▸ Data listing:
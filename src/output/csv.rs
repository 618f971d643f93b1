//! CSV output writer

use crate::config::defaults::OUTPUT_HEADER;
use crate::error::{OutputError, Result};
use crate::output::OutputWriter;
use crate::transfer::TransferRecord;
use std::fs::File;
use std::io::{BufWriter, Write};
use std::path::Path;

/// CSV output writer
///
/// The header is written as soon as the writer is created, so an empty run
/// still produces a valid file.
pub struct CsvWriter {
    /// CSV writer
    writer: csv::Writer<Box<dyn Write + Send>>,
}

impl CsvWriter {
    /// Create (or truncate) the file at `path`
    pub fn new(path: &Path) -> Result<Self> {
        let file = File::create(path)
            .map_err(|e| OutputError::FileCreate(format!("{}: {}", path.display(), e)))?;

        Self::from_writer(Box::new(BufWriter::new(file)))
    }

    /// Create a writer on any sink
    pub fn from_writer(output: Box<dyn Write + Send>) -> Result<Self> {
        let mut writer = csv::Writer::from_writer(output);
        writer
            .write_record(OUTPUT_HEADER)
            .map_err(|e| OutputError::CsvWrite(e.to_string()))?;

        Ok(Self { writer })
    }
}

impl OutputWriter for CsvWriter {
    fn write_records(&mut self, records: &[TransferRecord]) -> Result<()> {
        for record in records {
            self.writer
                .write_record(record.to_row())
                .map_err(|e| OutputError::CsvWrite(e.to_string()))?;
        }

        // Completed addresses must survive a killed run
        self.writer
            .flush()
            .map_err(|e| OutputError::CsvWrite(e.to_string()))?;

        Ok(())
    }

    fn finalize(&mut self) -> Result<()> {
        self.writer
            .flush()
            .map_err(|e| OutputError::CsvWrite(e.to_string()))?;

        Ok(())
    }
}
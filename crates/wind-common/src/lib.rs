//! Common types shared by the wind texture crates.

pub mod error;
pub mod grid;
pub mod request;

pub use error::{WindError, WindResult};
pub use grid::{Component, ComponentPair, GridRecord, VelocityTexture};
pub use request::{parse_date, Cycle, ForecastRequest, Resolution, DEFAULT_BASE_URL};
//! Synthetic grid and dump generators.
//!
//! Grids are plain `Vec<f64>` in row-major order so they can be fed to both
//! `GridRecord::new` and [`grib_dump_json`].

use serde_json::{json, Value};

/// Grid where every cell holds the same value.
pub fn uniform_grid(width: usize, height: usize, value: f64) -> Vec<f64> {
    vec![value; width * height]
}

/// Grid whose value encodes its column: `col` as f64, repeated for every row.
///
/// Useful for checking the dateline column permutation.
pub fn column_index_grid(width: usize, height: usize) -> Vec<f64> {
    let mut data = Vec::with_capacity(width * height);
    for _ in 0..height {
        for col in 0..width {
            data.push(col as f64);
        }
    }
    data
}

/// Grid that ramps linearly from `min` at column 0 to `max` at the last column.
pub fn zonal_ramp_grid(width: usize, height: usize, min: f64, max: f64) -> Vec<f64> {
    let step = if width > 1 {
        (max - min) / (width - 1) as f64
    } else {
        0.0
    };
    let mut data = Vec::with_capacity(width * height);
    for _ in 0..height {
        for col in 0..width {
            data.push(min + step * col as f64);
        }
    }
    data
}

/// Build a `grib_dump -j` document for one message.
///
/// Extrema are computed from `values` and emitted after the dimensions, in
/// the same order the real tool uses.
pub fn grib_dump_json(width: usize, height: usize, values: &[f64]) -> Value {
    let minimum = values.iter().copied().fold(f64::INFINITY, f64::min);
    let maximum = values.iter().copied().fold(f64::NEG_INFINITY, f64::max);

    json!({
        "messages": [[
            { "key": "editionNumber", "value": 2 },
            { "key": "shortName", "value": "10u" },
            { "key": "Ni", "value": width },
            { "key": "Nj", "value": height },
            { "key": "minimum", "value": minimum },
            { "key": "maximum", "value": maximum },
            { "key": "values", "value": values }
        ]]
    })
}

/// Same as [`grib_dump_json`], serialized to bytes.
pub fn grib_dump_bytes(width: usize, height: usize, values: &[f64]) -> Vec<u8> {
    grib_dump_json(width, height, values).to_string().into_bytes()
}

▸ Work to complete: Going through the data, tally the lines containing "OutputWriter" and report only the result.

▸ Solution: 2